§ **Given data**
________________________________________

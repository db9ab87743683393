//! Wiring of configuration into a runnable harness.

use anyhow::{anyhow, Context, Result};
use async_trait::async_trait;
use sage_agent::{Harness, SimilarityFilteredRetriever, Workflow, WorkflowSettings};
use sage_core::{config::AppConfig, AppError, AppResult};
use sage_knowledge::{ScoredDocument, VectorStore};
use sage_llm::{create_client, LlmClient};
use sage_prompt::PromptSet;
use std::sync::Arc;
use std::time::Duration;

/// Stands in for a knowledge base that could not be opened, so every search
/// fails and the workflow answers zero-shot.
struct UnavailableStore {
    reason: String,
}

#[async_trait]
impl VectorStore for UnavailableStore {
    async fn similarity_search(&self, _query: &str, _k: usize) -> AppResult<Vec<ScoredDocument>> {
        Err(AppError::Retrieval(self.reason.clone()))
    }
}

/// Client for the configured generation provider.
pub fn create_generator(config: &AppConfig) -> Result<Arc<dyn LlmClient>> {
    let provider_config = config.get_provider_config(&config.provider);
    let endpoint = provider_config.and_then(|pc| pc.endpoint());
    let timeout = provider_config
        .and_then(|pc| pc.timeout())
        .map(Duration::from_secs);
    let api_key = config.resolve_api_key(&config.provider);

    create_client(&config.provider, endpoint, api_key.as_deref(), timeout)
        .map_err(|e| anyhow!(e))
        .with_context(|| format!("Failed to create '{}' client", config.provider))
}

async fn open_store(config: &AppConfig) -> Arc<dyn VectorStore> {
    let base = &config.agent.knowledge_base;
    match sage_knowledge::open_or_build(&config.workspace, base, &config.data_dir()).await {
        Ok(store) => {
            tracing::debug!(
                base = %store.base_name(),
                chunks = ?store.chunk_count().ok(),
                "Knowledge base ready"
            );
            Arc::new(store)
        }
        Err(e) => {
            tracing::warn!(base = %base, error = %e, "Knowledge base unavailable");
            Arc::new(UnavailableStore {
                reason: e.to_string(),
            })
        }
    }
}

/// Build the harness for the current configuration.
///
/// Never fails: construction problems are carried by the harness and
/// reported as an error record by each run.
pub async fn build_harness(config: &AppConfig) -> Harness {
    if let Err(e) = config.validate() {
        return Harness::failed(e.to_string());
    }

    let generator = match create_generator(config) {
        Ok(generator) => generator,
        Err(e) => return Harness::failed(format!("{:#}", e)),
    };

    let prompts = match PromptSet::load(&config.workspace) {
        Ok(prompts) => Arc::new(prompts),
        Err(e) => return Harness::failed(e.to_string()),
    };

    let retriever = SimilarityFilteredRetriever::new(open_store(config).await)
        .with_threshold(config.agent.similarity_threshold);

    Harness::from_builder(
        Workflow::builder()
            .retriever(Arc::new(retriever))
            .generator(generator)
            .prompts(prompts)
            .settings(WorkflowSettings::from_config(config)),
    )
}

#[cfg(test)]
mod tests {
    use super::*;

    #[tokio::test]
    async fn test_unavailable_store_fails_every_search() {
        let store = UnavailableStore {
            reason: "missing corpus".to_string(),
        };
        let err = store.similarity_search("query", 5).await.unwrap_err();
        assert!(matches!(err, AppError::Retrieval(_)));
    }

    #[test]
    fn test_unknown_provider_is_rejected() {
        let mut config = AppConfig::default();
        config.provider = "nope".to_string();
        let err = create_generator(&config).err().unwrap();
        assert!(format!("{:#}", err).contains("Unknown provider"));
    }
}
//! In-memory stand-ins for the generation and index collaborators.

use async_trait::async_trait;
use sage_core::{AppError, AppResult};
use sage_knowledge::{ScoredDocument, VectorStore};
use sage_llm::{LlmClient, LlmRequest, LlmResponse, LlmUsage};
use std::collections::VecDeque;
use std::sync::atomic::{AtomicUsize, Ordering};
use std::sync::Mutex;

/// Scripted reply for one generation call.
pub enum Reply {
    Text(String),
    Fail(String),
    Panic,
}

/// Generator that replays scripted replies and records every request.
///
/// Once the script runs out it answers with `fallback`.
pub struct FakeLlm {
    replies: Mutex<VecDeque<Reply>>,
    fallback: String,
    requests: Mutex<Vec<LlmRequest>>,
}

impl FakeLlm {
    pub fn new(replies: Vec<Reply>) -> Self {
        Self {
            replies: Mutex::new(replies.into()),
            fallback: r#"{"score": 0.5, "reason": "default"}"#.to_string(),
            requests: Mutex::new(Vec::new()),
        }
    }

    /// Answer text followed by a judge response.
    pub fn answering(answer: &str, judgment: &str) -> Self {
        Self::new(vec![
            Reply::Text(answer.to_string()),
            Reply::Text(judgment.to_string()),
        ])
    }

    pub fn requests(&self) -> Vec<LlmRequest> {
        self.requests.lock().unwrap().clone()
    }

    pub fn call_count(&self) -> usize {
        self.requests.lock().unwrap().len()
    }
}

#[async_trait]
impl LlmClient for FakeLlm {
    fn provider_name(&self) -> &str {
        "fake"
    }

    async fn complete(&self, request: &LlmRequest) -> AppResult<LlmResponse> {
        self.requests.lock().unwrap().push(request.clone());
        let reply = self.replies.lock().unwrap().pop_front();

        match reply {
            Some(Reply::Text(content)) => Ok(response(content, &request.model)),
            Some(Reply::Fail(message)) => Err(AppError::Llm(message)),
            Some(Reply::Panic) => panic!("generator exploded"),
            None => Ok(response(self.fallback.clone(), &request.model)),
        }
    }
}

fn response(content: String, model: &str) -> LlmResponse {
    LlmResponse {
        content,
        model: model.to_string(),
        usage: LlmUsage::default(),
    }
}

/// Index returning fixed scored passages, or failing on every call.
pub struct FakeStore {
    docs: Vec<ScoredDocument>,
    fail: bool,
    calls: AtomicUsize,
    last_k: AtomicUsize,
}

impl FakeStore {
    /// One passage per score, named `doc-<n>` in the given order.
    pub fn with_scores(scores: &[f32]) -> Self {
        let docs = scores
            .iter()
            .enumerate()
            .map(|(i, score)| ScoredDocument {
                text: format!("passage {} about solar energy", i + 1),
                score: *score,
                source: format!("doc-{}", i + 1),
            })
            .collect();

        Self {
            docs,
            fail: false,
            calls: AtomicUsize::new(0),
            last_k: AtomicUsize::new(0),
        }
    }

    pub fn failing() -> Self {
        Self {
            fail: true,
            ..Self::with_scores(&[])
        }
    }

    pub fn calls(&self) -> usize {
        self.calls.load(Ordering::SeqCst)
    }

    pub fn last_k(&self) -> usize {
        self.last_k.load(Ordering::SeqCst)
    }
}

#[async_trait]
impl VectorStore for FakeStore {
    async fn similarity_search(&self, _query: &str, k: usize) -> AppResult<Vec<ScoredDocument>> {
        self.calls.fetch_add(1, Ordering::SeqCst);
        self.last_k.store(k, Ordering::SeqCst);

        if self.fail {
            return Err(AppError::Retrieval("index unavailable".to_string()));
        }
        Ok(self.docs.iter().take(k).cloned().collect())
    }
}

________________________________________

§ **Work request**
Give back exactly the lines of the listing, starting with the first and ending with the one bearing "async fn similarity_search(&self, _query: &str, _k: usize)". Add no other lines.

§ **Solution below**
repository db9ab87743683393
//! Wiring of configuration into a runnable harness.

use anyhow::{anyhow, Context, Result};
use async_trait::async_trait;
use sage_agent::{Harness, SimilarityFilteredRetriever, Workflow, WorkflowSettings};
use sage_core::{config::AppConfig, AppError, AppResult};
use sage_knowledge::{ScoredDocument, VectorStore};
use sage_llm::{create_client, LlmClient};
use sage_prompt::PromptSet;
use std::sync::Arc;
use std::time::Duration;

/// Stands in for a knowledge base that could not be opened, so every search
/// fails and the workflow answers zero-shot.
struct UnavailableStore {
    reason: String,
}

#[async_trait]
impl VectorStore for UnavailableStore {
    async fn similarity_search(&self, _query: &str, _k: usize) -> AppResult<Vec<ScoredDocument>> {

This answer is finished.